Linus,
As you know, we currently allow 1-order allocations to fail easily.
However, there is one special case of 1-order allocations which cannot
fail: fork.
Here is the tested patch against pre4.
--- linux.orig/mm/page_alloc.c Thu Oct 18 14:26:28 2001
+++ linux/mm/page_alloc.c Thu Oct 18 16:23:15 2001
@@ -393,8 +393,13 @@
}
}
- /* Don't let big-order allocations loop */
- if (order)
+ /* We have one special 1-order alloc user: fork().
+ * It obviously cannot fail easily like other
+ * high order allocations. This could also be fixed
+ * by having a __GFP_LOOP flag to indicate that the
+ * high order allocation is "critical".
+ */
+ if (order > 1)
return NULL;
/* Yield for kswapd, and try again */
From: Marcelo Tosatti <[email protected]>
Date: Thu, 18 Oct 2001 15:04:15 -0200 (BRST)
As you know, we currently allow 1-order allocations to fail easily.
However, there is one special case of 1-order allocations which cannot
fail: fork.
Here is the tested patch against pre4.
There are also some platforms using 1-order allocations
for page tables as well.
But I don't know if I agree with this special casing.
Why not just put something into the GFP flag bits
which distinguishes between high order allocations which
are "critical" and others which are "don't try too hard".
BTW, such a scheme could be useful for page cache pre-fetching.
If you use a high order allocation, it is more likely that all
of the pages in that prefetch will fit into the same kernel TLB
mapping. We could use a GFP_NONCRITICAL for something like this.
Franks a lot,
David S. Miller
[email protected]
On Thu, 18 Oct 2001, David S. Miller wrote:
> From: Marcelo Tosatti <[email protected]>
> Date: Thu, 18 Oct 2001 15:04:15 -0200 (BRST)
>
> As you know, we currently allow 1-order allocations to fail easily.
>
> However, there is one special case of 1-order allocations which cannot
> fail: fork.
>
> Here is the tested patch against pre4.
>
> There are also some platforms using 1-order allocations
> for page tables as well.
>
> But I don't know if I agree with this special casing.
> Why not just put something into the GFP flag bits
> which distinguishes between high order allocations which
> are "critical" and others which are "don't try too hard".
Look at the comment on my patch. I've suggested that :)

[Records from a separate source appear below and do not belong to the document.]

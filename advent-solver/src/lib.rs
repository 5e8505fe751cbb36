//! Puzzle solver framework
//!
//! A small, type-safe framework for daily puzzle solutions spread across
//! multiple years. Each puzzle parses its input once and answers one or more
//! parts against the parsed data.
//!
//! # Overview
//!
//! - [`PuzzleParser`] turns raw text into a puzzle-specific `Input<'a>`
//!   (which may borrow from the text)
//! - [`PartSolver<N>`] answers part `N`; `#[derive(PuzzleSolver)]` wires the
//!   parts into a [`Solver`]
//! - [`SolverInstance`] / [`DynSolver`] erase the solver type and time
//!   parsing and solving
//! - [`RegistryBuilder`] / [`SolverRegistry`] map year/day to solver
//!   factories; `#[derive(AutoRegister)]` submits a [`SolverPlugin`] so the
//!   registry can discover solvers at link time
//!
//! # Quick Example
//!
//! ```
//! use advent_solver::{AutoRegister, ParseError, PartSolver, PuzzleParser, PuzzleSolver,
//!     RegistryBuilder, SolveError};
//!
//! #[derive(PuzzleSolver, AutoRegister)]
//! #[solver(parts = 2)]
//! #[puzzle(year = 2019, day = 1, tags = ["2019", "math"])]
//! pub struct Fuel;
//!
//! impl PuzzleParser for Fuel {
//!     type Input<'a> = Vec<u64>;
//!
//!     fn parse(input: &str) -> Result<Self::Input<'_>, ParseError> {
//!         input.lines().map(|l| l.parse().map_err(ParseError::invalid)).collect()
//!     }
//! }
//!
//! impl PartSolver<1> for Fuel {
//!     fn solve(input: &mut Self::Input<'_>) -> Result<String, SolveError> {
//!         Ok(input.iter().map(|m| m / 3 - 2).sum::<u64>().to_string())
//!     }
//! }
//!
//! impl PartSolver<2> for Fuel {
//!     fn solve(input: &mut Self::Input<'_>) -> Result<String, SolveError> {
//!         let total = |mut m: u64| {
//!             let mut sum = 0;
//!             while m / 3 > 2 {
//!                 m = m / 3 - 2;
//!                 sum += m;
//!             }
//!             sum
//!         };
//!         Ok(input.iter().copied().map(total).sum::<u64>().to_string())
//!     }
//! }
//!
//! let registry = RegistryBuilder::new()
//!     .register_plugins(|p| p.year == 2019)
//!     .unwrap()
//!     .build();
//!
//! let mut solver = registry.create_solver(2019, 1, "14\n1969").unwrap();
//! assert_eq!(solver.solve(1).unwrap().answer, "656");
//! assert_eq!(solver.solve(2).unwrap().answer, "968");
//! ```

mod error;
mod instance;
mod registry;
mod solver;

pub use error::{ParseError, RegistrationError, SolveError, SolverError};
pub use instance::{DynSolver, SolveResult, SolverInstance};
pub use registry::{
    BASE_YEAR, CAPACITY, DAYS_PER_YEAR, FactoryInfo, MAX_YEARS, RegisterableSolver,
    RegistryBuilder, SolverFactory, SolverPlugin, SolverRegistry,
};
pub use solver::{PartSolver, PuzzleParser, Solver, SolverExt};

// Used by code generated from the derive macros
pub use inventory;

pub use advent_solver_macros::{AutoRegister, PuzzleSolver};
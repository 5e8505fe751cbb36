//! Output formatting for solver results

use crate::executor::SolverResult;
use advent_solver::SolverRegistry;
use chrono::TimeDelta;

/// Output formatter for solver results
pub struct OutputFormatter {
    quiet: bool,
    start_time: std::time::Instant,
}

impl OutputFormatter {
    /// Create a new output formatter
    pub fn new(quiet: bool) -> Self {
        Self {
            quiet,
            start_time: std::time::Instant::now(),
        }
    }

    /// Format and print a single result
    pub fn print_result(&self, result: &SolverResult) {
        if self.quiet {
            match &result.answer {
                Ok(answer) => println!("{}", answer),
                Err(e) => eprintln!("Error: {}", e),
            }
        } else {
            match format_result(result) {
                Ok(line) => println!("{line}"),
                Err(line) => eprintln!("{line}"),
            }
        }
    }

    /// Print a summary after all results
    /// Shows both total solve time (sum of durations) and actual elapsed wall-clock time
    pub fn print_summary(&self, results: &[SolverResult]) {
        if self.quiet {
            return;
        }

        let total = results.len();
        let successes = results.iter().filter(|r| r.answer.is_ok()).count();
        let failures = total - successes;

        let total_parse_time: TimeDelta = results
            .iter()
            .filter(|r| r.answer.is_ok())
            .filter_map(|r| r.parse_duration)
            .sum();
        let total_solve_time: TimeDelta = results
            .iter()
            .filter(|r| r.answer.is_ok())
            .map(|r| r.solve_duration)
            .sum();
        let total_compute_time = total_parse_time + total_solve_time;
        let elapsed_time = self.start_time.elapsed();

        println!();
        println!("--- Summary ---");
        println!("Solvers: {} solved, {} failed", successes, failures);
        println!("Total parse time: {}", format_duration(total_parse_time));
        println!("Total solve time: {}", format_duration(total_solve_time));
        println!(
            "Elapsed wall-clock time: {}",
            format_std_duration(elapsed_time)
        );
        if !elapsed_time.is_zero() {
            let total_compute_secs =
                total_compute_time.num_microseconds().unwrap_or(0) as f64 / 1_000_000.0;
            let speedup = total_compute_secs / elapsed_time.as_secs_f64();
            println!("Speedup factor: {:.2}x", speedup);
        }
    }
}

/// One line for a result; `Err` when it should go to stderr
fn format_result(result: &SolverResult) -> Result<String, String> {
    let prefix = format!("{}/{:02} Part {}", result.year, result.day, result.part);
    match &result.answer {
        Ok(answer) => {
            let parse_timing = result
                .parse_duration
                .map(|d| format!("parse: {}, ", format_duration(d)))
                .unwrap_or_default();
            Ok(format!(
                "{}: {} ({}solve: {})",
                prefix,
                answer,
                parse_timing,
                format_duration(result.solve_duration)
            ))
        }
        Err(e) => Err(format!("{}: Error - {}", prefix, e)),
    }
}

/// Print every registered solver with its part count and tags
pub fn print_listing(registry: &SolverRegistry) {
    for info in registry.iter_info() {
        println!(
            "{}/{:02} ({} parts) [{}]",
            info.year,
            info.day,
            info.parts,
            registry.tags(info.year, info.day).join(", ")
        );
    }
    println!("{} solver(s) registered", registry.len());
}

/// Format a TimeDelta for display
fn format_duration(d: TimeDelta) -> String {
    let Some(micros) = d.num_microseconds() else {
        return "N/A".to_string();
    };

    if micros < 0 {
        return format!("-{}", format_duration(-d));
    }

    if micros < 1000 {
        format!("{}µs", micros)
    } else if micros < 1_000_000 {
        format!("{:.2}ms", micros as f64 / 1000.0)
    } else {
        format!("{:.2}s", micros as f64 / 1_000_000.0)
    }
}

/// Format a std::time::Duration for display (used for wall-clock time)
fn format_std_duration(d: std::time::Duration) -> String {
    let micros = d.as_micros();
    if micros < 1000 {
        format!("{}µs", micros)
    } else if micros < 1_000_000 {
        format!("{:.2}ms", micros as f64 / 1000.0)
    } else {
        format!("{:.2}s", d.as_secs_f64())
    }
}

I've added a __GFP_FAIL flag back in 2.4-ac something days exactly for
that purpose. I've ported the same code to the XFS tree so they could try
to "lazily" allocate (big) structures to build page clusters.
However, there is one nasty problem with it: How we can define "don't try
too hard" ?
Lets say you want to use the __GFP_FAIL flag when trying to allocate data
to do more readahead. If it fails too easily, we're never going to do
enough readahead.
What I'm trying to say is that we would need levels of "don't try too
hard" to have a nice scheme, and thats not simple.
See my point?
> BTW, such a scheme could be useful for page cache pre-fetching.
It could be used in a _LOT_ of performance critical parts of the kernel,
indeed.
> If you use a high order allocation, it is more likely that all
> of the pages in that prefetch will fit into the same kernel TLB
> mapping. We could use a GFP_NONCRITICAL for something like this.
On Thu, 18 Oct 2001, David S. Miller wrote:
>
> There are also some platforms using 1-order allocations
> for page tables as well.
>
> But I don't know if I agree with this special casing.
Well, it's not really any _new_ special casing - we've always had the
special case for order-0, the patch just expands it to order-1 too.
That said, I think a separate flag saying "don't try too hard", which can
be used for all orders, including 0 and 1, and just says that "ok, we want
you to balance things, but if this allocation fails that's not a big
deal".
So the flag would just always be implicit in allocations of higher orders,
because big orders are basically impossible to guarantee..
Linus
On Thu, 18 Oct 2001, Linus Torvalds wrote:
>
> On Thu, 18 Oct 2001, David S. Miller wrote:
> >
> > There are also some platforms using 1-order allocations
> > for page tables as well.
> >
> > But I don't know if I agree with this special casing.
>
> Well, it's not really any _new_ special casing - we've always had the
> special case for order-0, the patch just expands it to order-1 too.
>
> That said, I think a separate flag saying "don't try too hard", which can
> be used for all orders, including 0 and 1, and just says that "ok, we want
> you to balance things, but if this allocation fails that's not a big
> deal".
>
> So the flag would just always be implicit in allocations of higher orders,
> because big orders are basically impossible to guarantee..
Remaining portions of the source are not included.